— MATERIAL TO PROCESS —
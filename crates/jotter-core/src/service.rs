//! Note service: identifier and timestamp generation around a [`NoteStore`].
//!
//! The service is the only component that calls the store's mutating
//! operations. It is constructed once with an injected store and cloned
//! into each request handler.

use std::sync::Arc;

use chrono::Utc;
use tracing::{debug, info, warn};

use crate::defaults;
use crate::error::{Error, Result};
use crate::id::generate_note_id;
use crate::models::{Note, NoteFields, NotePayload};
use crate::store::NoteStore;

/// Orchestrates note creation, lookup, editing and deletion.
#[derive(Clone)]
pub struct NoteService {
    store: Arc<dyn NoteStore>,
    id_generator: fn() -> String,
}

impl NoteService {
    /// Create a service over the given store using random short-code ids.
    pub fn new(store: Arc<dyn NoteStore>) -> Self {
        Self::with_id_generator(store, generate_note_id)
    }

    /// Create a service with a custom identifier generator.
    pub fn with_id_generator(store: Arc<dyn NoteStore>, id_generator: fn() -> String) -> Self {
        Self {
            store,
            id_generator,
        }
    }

    /// Create a note from a validated payload and return its identifier.
    ///
    /// A generated id that already exists in the store is discarded and a new
    /// one drawn, up to [`defaults::ID_GENERATION_ATTEMPTS`] times.
    pub async fn add_note(&self, payload: NotePayload) -> Result<String> {
        let id = self.fresh_id().await?;
        let now = Utc::now();

        let note = Note {
            id: id.clone(),
            title: payload
                .title
                .unwrap_or_else(|| defaults::NOTE_TITLE.to_string()),
            body: payload.body,
            tags: payload.tags,
            created_at: now,
            updated_at: now,
        };

        self.store.append(note).await?;
        info!(subsystem = "service", op = "add_note", note_id = %id, "Note added");
        Ok(id)
    }

    /// Every note in insertion order.
    pub async fn get_notes(&self) -> Result<Vec<Note>> {
        let notes = self.store.list().await?;
        debug!(
            subsystem = "service",
            op = "get_notes",
            result_count = notes.len(),
            "Listed notes"
        );
        Ok(notes)
    }

    pub async fn get_note_by_id(&self, id: &str) -> Result<Note> {
        self.store
            .find_by_id(id)
            .await?
            .ok_or_else(|| Error::NotFound(defaults::MSG_NOTE_NOT_FOUND.to_string()))
    }

    /// Replace title, body and tags of an existing note.
    ///
    /// An omitted title falls back to the default placeholder, mirroring
    /// creation, so the edit always writes every mutable field.
    pub async fn edit_note_by_id(&self, id: &str, payload: NotePayload) -> Result<Note> {
        let fields = NoteFields {
            title: payload
                .title
                .unwrap_or_else(|| defaults::NOTE_TITLE.to_string()),
            body: payload.body,
            tags: payload.tags,
            updated_at: Utc::now(),
        };

        let note = self
            .store
            .replace_by_id(id, fields)
            .await?
            .ok_or_else(|| Error::NotFound(defaults::MSG_UPDATE_NOT_FOUND.to_string()))?;

        info!(subsystem = "service", op = "edit_note_by_id", note_id = %id, "Note updated");
        Ok(note)
    }

    pub async fn delete_note_by_id(&self, id: &str) -> Result<()> {
        self.store
            .remove_by_id(id)
            .await?
            .ok_or_else(|| Error::NotFound(defaults::MSG_DELETE_NOT_FOUND.to_string()))?;

        info!(subsystem = "service", op = "delete_note_by_id", note_id = %id, "Note deleted");
        Ok(())
    }

    async fn fresh_id(&self) -> Result<String> {
        for attempt in 1..=defaults::ID_GENERATION_ATTEMPTS {
            let id = (self.id_generator)();
            if self.store.find_by_id(&id).await?.is_none() {
                return Ok(id);
            }
            warn!(
                subsystem = "service",
                note_id = %id,
                attempt,
                "Generated note id collided, retrying"
            );
        }

        Err(Error::Internal(format!(
            "no unused note id after {} attempts",
            defaults::ID_GENERATION_ATTEMPTS
        )))
    }
}
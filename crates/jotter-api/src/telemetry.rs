//! Tracing subscriber setup.

use tracing_appender::non_blocking::WorkerGuard;
use tracing_subscriber::{layer::SubscriberExt, util::SubscriberInitExt};

use crate::config::{LogConfig, LogFormat};

/// Install the global tracing subscriber.
///
/// Filtering follows `RUST_LOG` (default `jotter_api=debug,jotter_core=info,tower_http=debug`).
/// The returned guard must be held for the life of the process when logging
/// to a file, or buffered lines are lost.
pub fn init_tracing(config: &LogConfig) -> Option<WorkerGuard> {
    let env_filter = tracing_subscriber::EnvFilter::try_from_default_env()
        .unwrap_or_else(|_| "jotter_api=debug,jotter_core=info,tower_http=debug".into());

    let registry = tracing_subscriber::registry().with(env_filter);

    if let Some(ref path) = config.file {
        let file_dir = std::path::Path::new(path)
            .parent()
            .unwrap_or(std::path::Path::new("."));
        let file_name = std::path::Path::new(path)
            .file_name()
            .and_then(|f| f.to_str())
            .unwrap_or("jotter-api.log");
        let file_appender = tracing_appender::rolling::daily(file_dir, file_name);
        let (non_blocking, guard) = tracing_appender::non_blocking(file_appender);

        match config.format {
            LogFormat::Json => registry
                .with(
                    tracing_subscriber::fmt::layer()
                        .json()
                        .with_writer(non_blocking),
                )
                .init(),
            LogFormat::Text => {
                // no ANSI in files unless forced
                let layer = tracing_subscriber::fmt::layer()
                    .with_writer(non_blocking)
                    .with_ansi(config.ansi.unwrap_or(false));
                registry.with(layer).init();
            }
        }
        Some(guard)
    } else {
        match config.format {
            LogFormat::Json => registry
                .with(tracing_subscriber::fmt::layer().json())
                .init(),
            LogFormat::Text => {
                let mut layer = tracing_subscriber::fmt::layer();
                if let Some(ansi) = config.ansi {
                    layer = layer.with_ansi(ansi);
                }
                registry.with(layer).init();
            }
        }
        None
    }
}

— HOW TO COMPLETE THIS TASK —
Go through the lines above and tally those with the string "LogConfig". The total is all that is needed.

— EXERCISE SOLUTION —
2